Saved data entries
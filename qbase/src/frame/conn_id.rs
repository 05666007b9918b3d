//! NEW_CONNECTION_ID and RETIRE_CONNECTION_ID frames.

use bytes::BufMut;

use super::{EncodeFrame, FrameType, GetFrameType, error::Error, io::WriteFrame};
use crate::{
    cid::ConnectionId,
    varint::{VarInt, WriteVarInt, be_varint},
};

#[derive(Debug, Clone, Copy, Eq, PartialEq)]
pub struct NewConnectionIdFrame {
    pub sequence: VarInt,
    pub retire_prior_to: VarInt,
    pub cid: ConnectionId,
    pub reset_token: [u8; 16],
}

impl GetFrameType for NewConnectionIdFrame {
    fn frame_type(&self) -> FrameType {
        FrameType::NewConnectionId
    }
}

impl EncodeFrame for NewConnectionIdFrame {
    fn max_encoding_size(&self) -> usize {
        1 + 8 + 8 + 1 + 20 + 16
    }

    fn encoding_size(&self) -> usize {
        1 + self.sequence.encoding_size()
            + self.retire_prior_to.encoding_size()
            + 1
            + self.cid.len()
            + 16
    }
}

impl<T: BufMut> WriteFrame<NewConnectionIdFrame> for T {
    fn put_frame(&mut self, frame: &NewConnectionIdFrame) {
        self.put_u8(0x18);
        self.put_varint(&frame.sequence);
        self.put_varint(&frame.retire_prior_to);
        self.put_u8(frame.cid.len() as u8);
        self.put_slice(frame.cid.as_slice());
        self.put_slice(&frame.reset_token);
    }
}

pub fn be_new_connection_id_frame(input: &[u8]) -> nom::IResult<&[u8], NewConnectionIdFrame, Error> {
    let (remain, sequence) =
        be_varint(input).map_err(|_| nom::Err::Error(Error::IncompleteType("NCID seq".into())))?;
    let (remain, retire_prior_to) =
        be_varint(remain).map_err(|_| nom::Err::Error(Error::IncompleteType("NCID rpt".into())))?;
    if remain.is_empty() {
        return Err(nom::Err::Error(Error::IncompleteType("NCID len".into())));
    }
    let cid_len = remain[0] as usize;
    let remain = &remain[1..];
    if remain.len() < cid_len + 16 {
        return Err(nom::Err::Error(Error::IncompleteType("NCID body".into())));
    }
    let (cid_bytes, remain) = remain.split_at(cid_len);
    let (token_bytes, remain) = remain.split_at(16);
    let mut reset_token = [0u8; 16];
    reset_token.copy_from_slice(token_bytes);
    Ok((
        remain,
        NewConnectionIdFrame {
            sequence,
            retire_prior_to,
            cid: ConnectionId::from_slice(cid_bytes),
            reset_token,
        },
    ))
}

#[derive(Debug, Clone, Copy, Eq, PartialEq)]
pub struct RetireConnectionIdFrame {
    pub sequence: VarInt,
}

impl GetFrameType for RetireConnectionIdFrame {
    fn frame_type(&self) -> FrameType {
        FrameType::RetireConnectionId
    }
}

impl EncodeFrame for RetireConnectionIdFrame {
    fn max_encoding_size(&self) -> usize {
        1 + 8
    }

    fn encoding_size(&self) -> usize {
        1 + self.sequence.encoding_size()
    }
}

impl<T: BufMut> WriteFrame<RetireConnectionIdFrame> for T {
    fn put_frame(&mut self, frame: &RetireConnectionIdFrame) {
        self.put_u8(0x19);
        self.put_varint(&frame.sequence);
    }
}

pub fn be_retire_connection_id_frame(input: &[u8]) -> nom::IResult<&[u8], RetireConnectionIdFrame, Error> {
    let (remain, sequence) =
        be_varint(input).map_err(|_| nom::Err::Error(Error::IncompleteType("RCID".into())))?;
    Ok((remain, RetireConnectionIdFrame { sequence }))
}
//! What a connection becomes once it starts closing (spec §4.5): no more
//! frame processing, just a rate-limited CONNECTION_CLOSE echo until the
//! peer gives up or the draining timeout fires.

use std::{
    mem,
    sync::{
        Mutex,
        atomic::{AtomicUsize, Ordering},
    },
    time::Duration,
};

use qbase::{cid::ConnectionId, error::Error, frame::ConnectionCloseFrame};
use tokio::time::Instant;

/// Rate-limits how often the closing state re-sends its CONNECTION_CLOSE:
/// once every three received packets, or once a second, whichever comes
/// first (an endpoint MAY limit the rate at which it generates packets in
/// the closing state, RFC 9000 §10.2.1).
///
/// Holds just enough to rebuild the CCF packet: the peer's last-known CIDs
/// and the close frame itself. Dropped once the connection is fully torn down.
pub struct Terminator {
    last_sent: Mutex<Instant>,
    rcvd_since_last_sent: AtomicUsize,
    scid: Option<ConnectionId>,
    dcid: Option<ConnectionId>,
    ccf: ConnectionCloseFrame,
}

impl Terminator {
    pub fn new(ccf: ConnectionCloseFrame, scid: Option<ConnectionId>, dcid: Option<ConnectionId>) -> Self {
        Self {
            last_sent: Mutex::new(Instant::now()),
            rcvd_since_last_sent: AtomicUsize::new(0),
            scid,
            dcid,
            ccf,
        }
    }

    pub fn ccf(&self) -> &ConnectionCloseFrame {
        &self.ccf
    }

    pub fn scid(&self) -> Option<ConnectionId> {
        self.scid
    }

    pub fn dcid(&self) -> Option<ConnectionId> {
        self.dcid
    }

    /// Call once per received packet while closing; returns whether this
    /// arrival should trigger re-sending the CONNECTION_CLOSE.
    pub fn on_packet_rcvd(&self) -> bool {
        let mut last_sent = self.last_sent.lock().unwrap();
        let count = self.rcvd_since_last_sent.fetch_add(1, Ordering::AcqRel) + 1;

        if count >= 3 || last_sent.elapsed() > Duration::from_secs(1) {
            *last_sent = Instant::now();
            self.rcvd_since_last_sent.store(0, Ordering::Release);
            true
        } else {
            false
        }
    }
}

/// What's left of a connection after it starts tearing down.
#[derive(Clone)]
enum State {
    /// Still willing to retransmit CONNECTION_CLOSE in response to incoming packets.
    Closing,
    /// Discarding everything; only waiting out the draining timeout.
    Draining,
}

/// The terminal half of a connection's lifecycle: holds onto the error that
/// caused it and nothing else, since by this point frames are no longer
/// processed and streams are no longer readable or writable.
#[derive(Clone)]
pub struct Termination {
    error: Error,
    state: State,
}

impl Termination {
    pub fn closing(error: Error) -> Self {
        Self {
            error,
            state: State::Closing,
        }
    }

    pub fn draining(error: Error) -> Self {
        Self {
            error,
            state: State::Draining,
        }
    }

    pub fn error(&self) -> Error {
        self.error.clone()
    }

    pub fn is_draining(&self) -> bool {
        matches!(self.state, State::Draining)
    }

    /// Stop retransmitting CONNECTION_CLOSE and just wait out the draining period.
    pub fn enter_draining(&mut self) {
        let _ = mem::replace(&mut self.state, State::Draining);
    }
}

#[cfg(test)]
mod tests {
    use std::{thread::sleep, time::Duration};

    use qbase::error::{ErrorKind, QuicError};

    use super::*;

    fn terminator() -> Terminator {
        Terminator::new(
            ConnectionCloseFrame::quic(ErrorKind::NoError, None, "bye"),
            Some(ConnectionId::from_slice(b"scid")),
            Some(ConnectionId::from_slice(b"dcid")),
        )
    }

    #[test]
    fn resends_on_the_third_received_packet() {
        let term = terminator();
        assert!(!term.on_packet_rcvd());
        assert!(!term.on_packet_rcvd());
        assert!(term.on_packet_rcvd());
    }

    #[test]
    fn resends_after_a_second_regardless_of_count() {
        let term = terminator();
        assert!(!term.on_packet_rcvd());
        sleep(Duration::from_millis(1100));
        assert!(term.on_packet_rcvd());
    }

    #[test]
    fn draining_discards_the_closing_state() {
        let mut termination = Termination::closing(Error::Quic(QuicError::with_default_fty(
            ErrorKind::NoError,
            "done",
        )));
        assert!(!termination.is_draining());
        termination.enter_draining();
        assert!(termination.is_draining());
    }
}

---

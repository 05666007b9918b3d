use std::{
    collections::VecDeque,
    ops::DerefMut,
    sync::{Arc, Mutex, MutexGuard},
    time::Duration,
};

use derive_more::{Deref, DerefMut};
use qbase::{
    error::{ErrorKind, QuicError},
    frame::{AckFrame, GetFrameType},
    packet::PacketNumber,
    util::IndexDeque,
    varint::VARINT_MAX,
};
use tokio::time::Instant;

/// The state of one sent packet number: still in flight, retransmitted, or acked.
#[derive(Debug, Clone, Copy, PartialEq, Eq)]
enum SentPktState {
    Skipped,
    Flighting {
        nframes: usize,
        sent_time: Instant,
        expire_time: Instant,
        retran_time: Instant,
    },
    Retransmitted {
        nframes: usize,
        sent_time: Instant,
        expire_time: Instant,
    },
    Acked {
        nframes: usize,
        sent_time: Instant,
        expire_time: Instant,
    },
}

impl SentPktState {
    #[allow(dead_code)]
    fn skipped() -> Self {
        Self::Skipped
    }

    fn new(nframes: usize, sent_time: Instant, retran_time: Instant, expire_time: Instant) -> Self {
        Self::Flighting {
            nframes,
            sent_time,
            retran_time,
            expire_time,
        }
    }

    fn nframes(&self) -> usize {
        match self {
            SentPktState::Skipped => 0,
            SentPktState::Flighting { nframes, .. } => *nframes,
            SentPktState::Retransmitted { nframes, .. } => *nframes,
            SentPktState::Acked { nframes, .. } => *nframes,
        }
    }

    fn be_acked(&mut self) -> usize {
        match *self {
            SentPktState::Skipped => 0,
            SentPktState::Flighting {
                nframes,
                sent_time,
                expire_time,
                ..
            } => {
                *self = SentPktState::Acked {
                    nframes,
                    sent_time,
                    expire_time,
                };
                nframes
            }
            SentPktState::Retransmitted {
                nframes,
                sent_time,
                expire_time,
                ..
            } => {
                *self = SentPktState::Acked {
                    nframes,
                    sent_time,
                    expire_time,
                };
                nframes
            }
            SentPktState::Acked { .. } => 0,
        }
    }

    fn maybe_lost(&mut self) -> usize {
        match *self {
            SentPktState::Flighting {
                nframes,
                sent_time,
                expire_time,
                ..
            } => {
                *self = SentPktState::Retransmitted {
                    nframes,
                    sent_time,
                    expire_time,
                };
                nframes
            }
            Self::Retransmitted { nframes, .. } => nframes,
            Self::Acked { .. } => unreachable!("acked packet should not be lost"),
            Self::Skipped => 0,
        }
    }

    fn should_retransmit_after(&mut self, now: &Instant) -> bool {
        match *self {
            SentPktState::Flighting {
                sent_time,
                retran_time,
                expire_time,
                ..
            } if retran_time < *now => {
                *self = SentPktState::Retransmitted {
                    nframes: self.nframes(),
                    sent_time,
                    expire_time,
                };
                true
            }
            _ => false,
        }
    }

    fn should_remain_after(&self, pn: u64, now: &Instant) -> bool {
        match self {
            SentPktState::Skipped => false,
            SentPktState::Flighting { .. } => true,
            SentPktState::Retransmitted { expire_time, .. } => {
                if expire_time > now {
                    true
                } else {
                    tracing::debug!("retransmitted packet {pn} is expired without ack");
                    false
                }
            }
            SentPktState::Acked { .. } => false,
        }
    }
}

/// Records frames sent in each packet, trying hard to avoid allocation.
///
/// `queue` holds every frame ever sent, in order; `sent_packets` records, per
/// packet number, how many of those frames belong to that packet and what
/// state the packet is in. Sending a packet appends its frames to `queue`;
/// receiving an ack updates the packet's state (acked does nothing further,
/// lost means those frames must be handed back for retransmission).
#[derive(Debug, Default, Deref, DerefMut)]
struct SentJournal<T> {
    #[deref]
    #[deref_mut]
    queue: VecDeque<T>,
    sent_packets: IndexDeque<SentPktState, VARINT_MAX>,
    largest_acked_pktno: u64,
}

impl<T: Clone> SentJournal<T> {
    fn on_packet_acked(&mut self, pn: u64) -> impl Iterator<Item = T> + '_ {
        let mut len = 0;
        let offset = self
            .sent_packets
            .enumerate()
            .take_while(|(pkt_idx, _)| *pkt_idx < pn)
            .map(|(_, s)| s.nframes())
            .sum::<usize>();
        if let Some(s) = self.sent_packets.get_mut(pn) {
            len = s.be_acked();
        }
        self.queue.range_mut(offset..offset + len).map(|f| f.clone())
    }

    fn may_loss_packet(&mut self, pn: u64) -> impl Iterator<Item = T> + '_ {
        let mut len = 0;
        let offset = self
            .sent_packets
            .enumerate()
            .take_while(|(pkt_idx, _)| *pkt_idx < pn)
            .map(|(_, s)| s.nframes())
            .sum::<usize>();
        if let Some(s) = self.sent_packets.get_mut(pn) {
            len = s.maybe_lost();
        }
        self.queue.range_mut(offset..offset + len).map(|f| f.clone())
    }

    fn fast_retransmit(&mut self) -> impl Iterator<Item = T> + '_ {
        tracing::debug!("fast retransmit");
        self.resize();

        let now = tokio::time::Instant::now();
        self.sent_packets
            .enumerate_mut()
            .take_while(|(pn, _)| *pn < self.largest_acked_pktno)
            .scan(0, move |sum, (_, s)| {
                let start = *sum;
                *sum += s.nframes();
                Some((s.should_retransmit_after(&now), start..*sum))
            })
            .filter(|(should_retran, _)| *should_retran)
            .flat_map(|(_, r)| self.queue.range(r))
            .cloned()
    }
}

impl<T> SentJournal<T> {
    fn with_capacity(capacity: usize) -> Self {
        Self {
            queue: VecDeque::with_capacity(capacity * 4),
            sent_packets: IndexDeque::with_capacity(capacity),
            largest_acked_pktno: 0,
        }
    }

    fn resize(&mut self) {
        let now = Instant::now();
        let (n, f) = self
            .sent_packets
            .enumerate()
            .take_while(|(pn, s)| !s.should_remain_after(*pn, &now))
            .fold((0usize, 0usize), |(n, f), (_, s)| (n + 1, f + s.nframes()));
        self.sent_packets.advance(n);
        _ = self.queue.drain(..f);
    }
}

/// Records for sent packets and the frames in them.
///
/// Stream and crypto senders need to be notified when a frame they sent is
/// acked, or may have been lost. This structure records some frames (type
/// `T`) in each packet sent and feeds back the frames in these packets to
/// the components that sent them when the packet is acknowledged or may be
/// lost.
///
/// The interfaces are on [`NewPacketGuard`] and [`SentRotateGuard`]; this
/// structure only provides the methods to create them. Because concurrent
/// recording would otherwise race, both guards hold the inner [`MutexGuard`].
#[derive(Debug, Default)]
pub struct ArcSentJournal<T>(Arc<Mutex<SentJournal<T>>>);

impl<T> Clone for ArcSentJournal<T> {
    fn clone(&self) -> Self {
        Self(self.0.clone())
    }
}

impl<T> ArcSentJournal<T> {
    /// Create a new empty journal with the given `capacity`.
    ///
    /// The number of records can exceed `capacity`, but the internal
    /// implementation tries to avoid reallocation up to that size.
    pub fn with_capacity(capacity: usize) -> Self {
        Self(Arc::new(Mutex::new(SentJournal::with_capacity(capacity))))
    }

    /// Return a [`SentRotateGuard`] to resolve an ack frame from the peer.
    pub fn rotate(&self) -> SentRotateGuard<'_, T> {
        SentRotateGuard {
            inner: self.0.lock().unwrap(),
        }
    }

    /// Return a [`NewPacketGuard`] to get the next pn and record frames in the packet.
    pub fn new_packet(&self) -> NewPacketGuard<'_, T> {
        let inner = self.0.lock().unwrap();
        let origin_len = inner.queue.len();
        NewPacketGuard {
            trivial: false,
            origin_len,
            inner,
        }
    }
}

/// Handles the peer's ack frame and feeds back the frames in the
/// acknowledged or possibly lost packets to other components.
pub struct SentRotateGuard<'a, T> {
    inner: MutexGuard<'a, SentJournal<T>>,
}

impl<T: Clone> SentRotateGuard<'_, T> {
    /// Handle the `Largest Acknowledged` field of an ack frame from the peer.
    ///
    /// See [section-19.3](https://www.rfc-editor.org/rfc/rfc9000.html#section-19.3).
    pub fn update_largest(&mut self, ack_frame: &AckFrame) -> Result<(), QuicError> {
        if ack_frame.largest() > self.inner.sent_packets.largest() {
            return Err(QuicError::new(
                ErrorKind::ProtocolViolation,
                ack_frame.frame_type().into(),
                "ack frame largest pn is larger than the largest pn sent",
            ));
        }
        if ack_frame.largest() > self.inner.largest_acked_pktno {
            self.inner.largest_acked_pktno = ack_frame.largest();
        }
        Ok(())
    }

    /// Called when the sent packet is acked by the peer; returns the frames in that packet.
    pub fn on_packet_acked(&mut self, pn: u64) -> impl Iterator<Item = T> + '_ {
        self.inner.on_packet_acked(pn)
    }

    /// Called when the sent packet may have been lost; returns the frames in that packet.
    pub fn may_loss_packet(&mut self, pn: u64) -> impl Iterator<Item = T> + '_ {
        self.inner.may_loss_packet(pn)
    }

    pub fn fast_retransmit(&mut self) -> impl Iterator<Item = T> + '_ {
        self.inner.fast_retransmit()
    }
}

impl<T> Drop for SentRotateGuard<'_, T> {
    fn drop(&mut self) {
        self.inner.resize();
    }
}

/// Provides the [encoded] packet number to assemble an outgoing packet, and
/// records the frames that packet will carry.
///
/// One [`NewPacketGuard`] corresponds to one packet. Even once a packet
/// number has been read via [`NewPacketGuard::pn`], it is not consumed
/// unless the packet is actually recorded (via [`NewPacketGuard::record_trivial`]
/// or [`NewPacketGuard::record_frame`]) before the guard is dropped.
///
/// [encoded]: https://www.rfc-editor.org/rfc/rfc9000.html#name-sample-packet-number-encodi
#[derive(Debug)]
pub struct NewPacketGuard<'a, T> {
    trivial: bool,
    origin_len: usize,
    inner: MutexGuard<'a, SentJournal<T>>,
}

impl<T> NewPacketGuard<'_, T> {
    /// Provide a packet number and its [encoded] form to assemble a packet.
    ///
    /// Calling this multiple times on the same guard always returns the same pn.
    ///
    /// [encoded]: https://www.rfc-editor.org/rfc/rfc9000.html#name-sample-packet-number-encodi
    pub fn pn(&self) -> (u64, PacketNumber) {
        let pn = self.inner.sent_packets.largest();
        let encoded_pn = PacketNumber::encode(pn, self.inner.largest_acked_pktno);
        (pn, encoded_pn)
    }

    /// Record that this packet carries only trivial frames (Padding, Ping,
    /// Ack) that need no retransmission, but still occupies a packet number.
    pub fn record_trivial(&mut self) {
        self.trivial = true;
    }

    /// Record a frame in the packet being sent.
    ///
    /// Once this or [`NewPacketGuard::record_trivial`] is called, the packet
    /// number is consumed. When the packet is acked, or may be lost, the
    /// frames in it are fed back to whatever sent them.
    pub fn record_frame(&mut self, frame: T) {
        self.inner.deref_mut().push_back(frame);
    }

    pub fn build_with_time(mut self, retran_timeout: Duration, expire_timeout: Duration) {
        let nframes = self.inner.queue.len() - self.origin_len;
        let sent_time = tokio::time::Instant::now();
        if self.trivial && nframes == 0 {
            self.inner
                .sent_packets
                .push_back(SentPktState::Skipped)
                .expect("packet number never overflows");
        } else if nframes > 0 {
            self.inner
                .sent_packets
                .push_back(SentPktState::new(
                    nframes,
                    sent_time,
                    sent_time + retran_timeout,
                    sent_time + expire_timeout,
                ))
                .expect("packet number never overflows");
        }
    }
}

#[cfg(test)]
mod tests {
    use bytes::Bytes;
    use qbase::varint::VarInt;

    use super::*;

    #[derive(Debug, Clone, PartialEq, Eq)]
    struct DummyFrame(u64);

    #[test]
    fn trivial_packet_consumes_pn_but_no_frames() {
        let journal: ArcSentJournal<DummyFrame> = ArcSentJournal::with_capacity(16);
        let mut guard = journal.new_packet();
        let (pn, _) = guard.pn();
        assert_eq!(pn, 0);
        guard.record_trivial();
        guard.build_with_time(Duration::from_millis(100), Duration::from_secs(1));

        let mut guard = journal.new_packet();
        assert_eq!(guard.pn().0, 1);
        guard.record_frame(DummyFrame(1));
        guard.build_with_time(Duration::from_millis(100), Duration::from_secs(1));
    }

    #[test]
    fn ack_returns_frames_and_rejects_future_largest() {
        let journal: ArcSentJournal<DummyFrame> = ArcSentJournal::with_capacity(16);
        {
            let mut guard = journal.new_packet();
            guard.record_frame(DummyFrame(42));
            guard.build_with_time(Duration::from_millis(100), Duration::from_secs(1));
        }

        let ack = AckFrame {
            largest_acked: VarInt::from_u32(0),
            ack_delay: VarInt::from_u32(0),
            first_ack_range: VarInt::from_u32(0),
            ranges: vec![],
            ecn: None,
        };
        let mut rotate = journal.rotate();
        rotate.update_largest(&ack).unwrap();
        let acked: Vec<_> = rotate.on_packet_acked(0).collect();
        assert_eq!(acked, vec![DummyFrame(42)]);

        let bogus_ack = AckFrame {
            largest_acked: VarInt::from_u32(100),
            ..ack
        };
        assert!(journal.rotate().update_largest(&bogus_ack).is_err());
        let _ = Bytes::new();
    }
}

* * *

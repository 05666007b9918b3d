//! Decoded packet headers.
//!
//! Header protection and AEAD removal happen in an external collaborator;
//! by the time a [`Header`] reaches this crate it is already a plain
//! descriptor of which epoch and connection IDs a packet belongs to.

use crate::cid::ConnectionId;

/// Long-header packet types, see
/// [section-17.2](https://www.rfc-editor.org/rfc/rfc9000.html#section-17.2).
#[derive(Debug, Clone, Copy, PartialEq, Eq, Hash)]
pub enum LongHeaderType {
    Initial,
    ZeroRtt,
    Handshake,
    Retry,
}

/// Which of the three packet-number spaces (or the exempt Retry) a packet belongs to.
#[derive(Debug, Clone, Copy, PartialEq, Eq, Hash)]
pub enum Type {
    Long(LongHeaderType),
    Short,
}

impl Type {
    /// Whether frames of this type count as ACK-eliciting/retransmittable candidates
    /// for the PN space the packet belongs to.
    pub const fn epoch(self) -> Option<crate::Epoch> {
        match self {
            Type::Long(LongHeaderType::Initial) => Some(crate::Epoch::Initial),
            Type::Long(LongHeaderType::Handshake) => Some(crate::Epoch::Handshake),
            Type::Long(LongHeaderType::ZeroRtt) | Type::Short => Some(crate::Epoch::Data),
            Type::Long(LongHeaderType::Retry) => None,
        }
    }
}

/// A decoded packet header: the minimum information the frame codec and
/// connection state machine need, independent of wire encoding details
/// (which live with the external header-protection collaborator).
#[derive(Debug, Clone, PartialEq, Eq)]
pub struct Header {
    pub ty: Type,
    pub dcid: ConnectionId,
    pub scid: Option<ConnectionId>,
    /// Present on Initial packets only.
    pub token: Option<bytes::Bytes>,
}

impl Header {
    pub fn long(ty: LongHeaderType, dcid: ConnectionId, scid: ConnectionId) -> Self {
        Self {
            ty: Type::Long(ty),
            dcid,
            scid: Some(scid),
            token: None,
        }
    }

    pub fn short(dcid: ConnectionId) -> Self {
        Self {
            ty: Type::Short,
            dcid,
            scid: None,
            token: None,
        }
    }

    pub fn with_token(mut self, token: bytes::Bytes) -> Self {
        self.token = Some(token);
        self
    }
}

YOUR INSTRUCTIONS
Tally the lines of the records that hold the word "Flighting" and output only the total.

SOLUTION TO THE EXERCISE
7